• [WHAT YOU ARE ASKED TO DO]:
Return every line of the listing below, unchanged, from its first line to the line holding "pub struct MemoryBlobStore", that line included.

• [DATA RECORDS]:
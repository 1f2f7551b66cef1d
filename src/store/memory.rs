//! In-process blob store, used by tests and dry runs.

use std::collections::BTreeMap;
use std::sync::RwLock;

use anyhow::{anyhow, Result};

use super::{check_name, BlobStore};

#[derive(Default)]
pub struct MemoryBlobStore {
    blobs: RwLock<BTreeMap<(String, String), Vec<u8>>>,
}

impl MemoryBlobStore {
    pub fn new() -> Self {
        Self::default()
    }
}

impl BlobStore for MemoryBlobStore {
    fn put(&self, container: &str, name: &str, data: &[u8]) -> Result<()> {
        check_name(container)?;
        check_name(name)?;
        self.blobs
            .write()
            .map_err(|_| anyhow!("blob store lock poisoned"))?
            .insert((container.to_string(), name.to_string()), data.to_vec());
        Ok(())
    }

    fn get(&self, container: &str, name: &str) -> Result<Option<Vec<u8>>> {
        let blobs = self
            .blobs
            .read()
            .map_err(|_| anyhow!("blob store lock poisoned"))?;
        Ok(blobs
            .get(&(container.to_string(), name.to_string()))
            .cloned())
    }

    fn exists(&self, container: &str, name: &str) -> Result<bool> {
        Ok(self.get(container, name)?.is_some())
    }

    fn list(&self, container: &str, prefix: &str) -> Result<Vec<String>> {
        let blobs = self
            .blobs
            .read()
            .map_err(|_| anyhow!("blob store lock poisoned"))?;
        Ok(blobs
            .keys()
            .filter(|(c, n)| c == container && n.starts_with(prefix))
            .map(|(_, n)| n.clone())
            .collect())
    }
}
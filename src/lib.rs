//! Senda - telemetry to route to guidance pipeline.
//!
//! Turns device telemetry batches into GeoJSON point collections, orders them into routes,
//! and answers nearest-waypoint guidance queries. Storage and the speech, translation and
//! routing services sit behind thin adapters used by the `server` and `senda` binaries.

pub mod config;
pub mod directions;
pub mod error;
pub mod guide;
pub mod models;
pub mod pipeline;
pub mod route;
pub mod speech;
pub mod store;
pub mod synth;
pub mod translate;

pub use error::PipelineError;
pub use guide::{guide, GuidanceEngine, GuidanceResult};
pub use models::{Feature, FeatureCollection, TelemetrySample, ZoneType};
pub use route::{build_route, RouteBuilder, TimestampPolicy};
pub use synth::synthesize;
//! Zone classification attached to route waypoints.

use serde::{Deserialize, Serialize};

/// Known zone classes. Tags outside this set map to `Unknown`.
#[derive(Debug, Clone, Copy, PartialEq, Eq, Serialize, Deserialize)]
#[serde(rename_all = "snake_case")]
pub enum ZoneType {
    Hallway,
    RestArea,
    Stairs,
    Unknown,
}

impl ZoneType {
    /// Classify a raw `zoneType` property value
    pub fn from_tag(tag: Option<&str>) -> Self {
        match tag {
            Some("hallway") => ZoneType::Hallway,
            Some("rest_area") => ZoneType::RestArea,
            Some("stairs") => ZoneType::Stairs,
            _ => ZoneType::Unknown,
        }
    }

    /// Spoken description used in guidance text
    pub fn description(&self) -> &'static str {
        match self {
            ZoneType::Hallway => "un pasillo",
            ZoneType::RestArea => "una zona de descanso",
            ZoneType::Stairs => "unas escaleras",
            ZoneType::Unknown => "una zona desconocida",
        }
    }
}

impl std::fmt::Display for ZoneType {
    fn fmt(&self, f: &mut std::fmt::Formatter<'_>) -> std::fmt::Result {
        match self {
            ZoneType::Hallway => write!(f, "hallway"),
            ZoneType::RestArea => write!(f, "rest_area"),
            ZoneType::Stairs => write!(f, "stairs"),
            ZoneType::Unknown => write!(f, "unknown"),
        }
    }
}
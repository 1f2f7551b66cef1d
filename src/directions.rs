//! Directions requests: waypoint assembly plus a passthrough client.
//!
//! Path computation itself is done by the remote routing service.

use anyhow::{Context, Result};
use reqwest::Client;
use serde::{Deserialize, Serialize};
use tracing::{error, info};
use url::Url;

use crate::config::DirectionsConfig;
use crate::error::PipelineError;

const PEDESTRIAN: &str = "pedestrian";

/// A directions request. Positions are `[lon, lat]`.
#[derive(Debug, Clone, PartialEq, Serialize, Deserialize)]
#[serde(rename_all = "camelCase")]
pub struct DirectionsRequest {
    pub start: Option<Vec<f64>>,
    pub end: Option<Vec<f64>>,
    #[serde(skip_serializing_if = "Option::is_none")]
    pub mid: Option<Vec<f64>>,
    #[serde(skip_serializing_if = "Option::is_none")]
    pub footpath_waypoints: Option<Vec<Vec<f64>>>,
    #[serde(skip_serializing_if = "Option::is_none")]
    pub mode: Option<String>,
}

impl DirectionsRequest {
    /// Sample request served to clients discovering the endpoint
    pub fn example() -> Self {
        Self {
            start: Some(vec![-76.5367933, 3.3745495]),
            end: Some(vec![-76.5355621, 3.3730322]),
            mid: Some(vec![-76.532817, 3.375936]),
            footpath_waypoints: Some(vec![vec![-76.534, 3.375], vec![-76.533, 3.376]]),
            mode: Some(PEDESTRIAN.to_string()),
        }
    }

    pub fn travel_mode(&self) -> &str {
        self.mode.as_deref().unwrap_or(PEDESTRIAN)
    }

    /// Ordered waypoints sent to the routing service.
    ///
    /// Pedestrian requests with footpath waypoints go start, footpath..., end and ignore
    /// `mid`. Otherwise: start, mid (when it is a 2-element position), end.
    pub fn waypoints(&self) -> Result<Vec<Vec<f64>>, PipelineError> {
        let (Some(start), Some(end)) = (&self.start, &self.end) else {
            return Err(PipelineError::Validation(
                "missing start or end coordinates".to_string(),
            ));
        };

        let mut waypoints = vec![start.clone()];
        match &self.footpath_waypoints {
            Some(footpath) if self.mode.as_deref() == Some(PEDESTRIAN) && !footpath.is_empty() => {
                waypoints.extend(footpath.iter().cloned());
            }
            _ => {
                if let Some(mid) = self.mid.as_ref().filter(|m| m.len() == 2) {
                    waypoints.push(mid.clone());
                }
            }
        }
        waypoints.push(end.clone());

        Ok(waypoints)
    }
}

#[derive(Serialize, Debug)]
#[serde(rename_all = "camelCase")]
struct DirectionsBody<'a> {
    coordinates: Vec<Vec<f64>>,
    travel_mode: &'a str,
}

/// Raw reply from the routing service
#[derive(Debug, Clone)]
pub struct DirectionsReply {
    pub status: u16,
    pub body: String,
}

pub struct DirectionsClient {
    client: Client,
    key: String,
    config: DirectionsConfig,
}

impl DirectionsClient {
    pub fn new(config: DirectionsConfig, key: String) -> Self {
        Self {
            client: Client::new(),
            key,
            config,
        }
    }

    /// Forward a request to the routing service, returning its reply unchanged
    pub async fn route(&self, request: &DirectionsRequest) -> Result<DirectionsReply> {
        let body = DirectionsBody {
            coordinates: request.waypoints()?,
            travel_mode: request.travel_mode(),
        };

        let url = Url::parse_with_params(
            &self.config.endpoint,
            &[("api-version", "1.0"), ("subscription-key", self.key.as_str())],
        )
        .with_context(|| format!("Invalid directions endpoint {}", self.config.endpoint))?;

        let response = self.client.post(url).json(&body).send().await?;

        let status = response.status();
        let text = response.text().await?;
        if status.is_success() {
            info!("Routing service returned {} bytes", text.len());
        } else {
            error!("Routing service error ({}): {}", status, text);
        }

        Ok(DirectionsReply {
            status: status.as_u16(),
            body: text,
        })
    }
}

#[cfg(test)]
mod tests {
    use super::*;

    fn request(mode: Option<&str>, mid: Option<Vec<f64>>, footpath: Option<Vec<Vec<f64>>>) -> DirectionsRequest {
        DirectionsRequest {
            start: Some(vec![0.0, 0.0]),
            end: Some(vec![9.0, 9.0]),
            mid,
            footpath_waypoints: footpath,
            mode: mode.map(String::from),
        }
    }

    #[test]
    fn test_start_mid_end() {
        let r = request(Some("car"), Some(vec![5.0, 5.0]), None);
        assert_eq!(
            r.waypoints().unwrap(),
            vec![vec![0.0, 0.0], vec![5.0, 5.0], vec![9.0, 9.0]]
        );
        assert_eq!(r.travel_mode(), "car");
    }

    #[test]
    fn test_malformed_mid_is_ignored() {
        let r = request(None, Some(vec![5.0]), None);
        assert_eq!(r.waypoints().unwrap(), vec![vec![0.0, 0.0], vec![9.0, 9.0]]);
        assert_eq!(r.travel_mode(), "pedestrian");
    }

    #[test]
    fn test_pedestrian_footpath_replaces_mid() {
        let r = request(
            Some("pedestrian"),
            Some(vec![5.0, 5.0]),
            Some(vec![vec![1.0, 1.0], vec![2.0, 2.0]]),
        );
        assert_eq!(
            r.waypoints().unwrap(),
            vec![vec![0.0, 0.0], vec![1.0, 1.0], vec![2.0, 2.0], vec![9.0, 9.0]]
        );
    }

    #[test]
    fn test_footpath_ignored_outside_pedestrian_mode() {
        let r = request(Some("car"), None, Some(vec![vec![1.0, 1.0]]));
        assert_eq!(r.waypoints().unwrap(), vec![vec![0.0, 0.0], vec![9.0, 9.0]]);
    }

    #[test]
    fn test_missing_endpoints() {
        let mut r = request(None, None, None);
        r.end = None;
        assert!(matches!(r.waypoints(), Err(PipelineError::Validation(_))));
    }

    #[test]
    fn test_example_parses_back() {
        let json = serde_json::to_string(&DirectionsRequest::example()).unwrap();
        let back: DirectionsRequest = serde_json::from_str(&json).unwrap();
        assert_eq!(back.waypoints().unwrap().len(), 4);
    }
}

• [EXERCISE SOLUTION]:
repository 1f2f7551b66cef1d
filename src/store/memory.rs
//! In-process blob store, used by tests and dry runs.

use std::collections::BTreeMap;
use std::sync::RwLock;

use anyhow::{anyhow, Result};

use super::{check_name, BlobStore};

#[derive(Default)]
pub struct MemoryBlobStore {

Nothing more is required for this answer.